Popović is head of the Qumran Institute of the University of Groningen, which has a leading role within the Netherlands in the study of the Dead Sea Scrolls. Popović was curator of the unique exhibition of the Dead Sea Scrolls in the Drents Museum. It was the first time in the Netherlands that an entire exhibition was dedicated to this famous discovery.
Popović received an ERC Starting Grant of €1,5 million. He can use the funding to continue developing his pioneering research on the Dead Sea Scrolls. Using new techniques such as artificial intelligence and carbon dating in combination with palaeography (the study of ancient and historical handwriting), Popović will work with the Department of Artificial Intelligence and the Centre for Isotope Research to develop a new method for studying the Dead Sea Scrolls, known as ‘Digital palaeography’.

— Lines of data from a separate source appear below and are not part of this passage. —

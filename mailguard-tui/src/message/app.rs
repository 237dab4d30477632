//! 应用主消息枚举

use super::{BackendMessage, ContentMessage, ModalMessage, NavigationMessage};

/// 应用主消息
#[derive(Debug, Clone)]
pub enum AppMessage {
    /// 退出应用
    Quit,

    /// 切换焦点面板
    ToggleFocus,

    Navigation(NavigationMessage),

    Content(ContentMessage),

    Modal(ModalMessage),

    /// 后台任务完成
    Backend(BackendMessage),

    /// 重新拉取当前表格
    Refresh,

    ShowHelp,

    Logout,

    /// 每轮主循环一次：清理过期提示、处理刷新信号
    Tick,

    /// 无操作（用于忽略未处理的事件）
    Noop,
}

In 2012 a new series of excavations started at the site of Abu Sarbut, directed by Margreet Steiner, Noor Mulder-Hymans and Jeannette Boertien, and in cooperation with the University of Groningen. The site is located in the eastern Jordan Valley in Jordan. Earlier excavations (1988–1992) were aimed at the Late Islamic (Mamluk) layers of the tell. The aim of the renewed excavations is to uncover the earlier Roman occupation layers.
So far archaeological research into the Romans period in Jordan has focused on military and urban complexes. Small rural sites such as Abu Sarbut have not been researched in any systematic way. The renewed excavations of Tell Abu Sarbut will provide information of the Roman agricultural occupation of the Jordan Valley.
Three seasons of excavations have been conducted in 2012, 2014, and 2015. Apart from a thick deposit of Early Islamic (Abbasid) floors and walls, the main finds came from the Early Roman period (first centuries BCE and CE). Excavated were mudbrick walls, floors with burnt roof debris and courtyards with bread ovens. The pottery repertoire is quite simple and consist of cooking pots, jars and jugs, and small bowls. Stone vessels testify to a connection with Jewish settlements west of the river Jordan.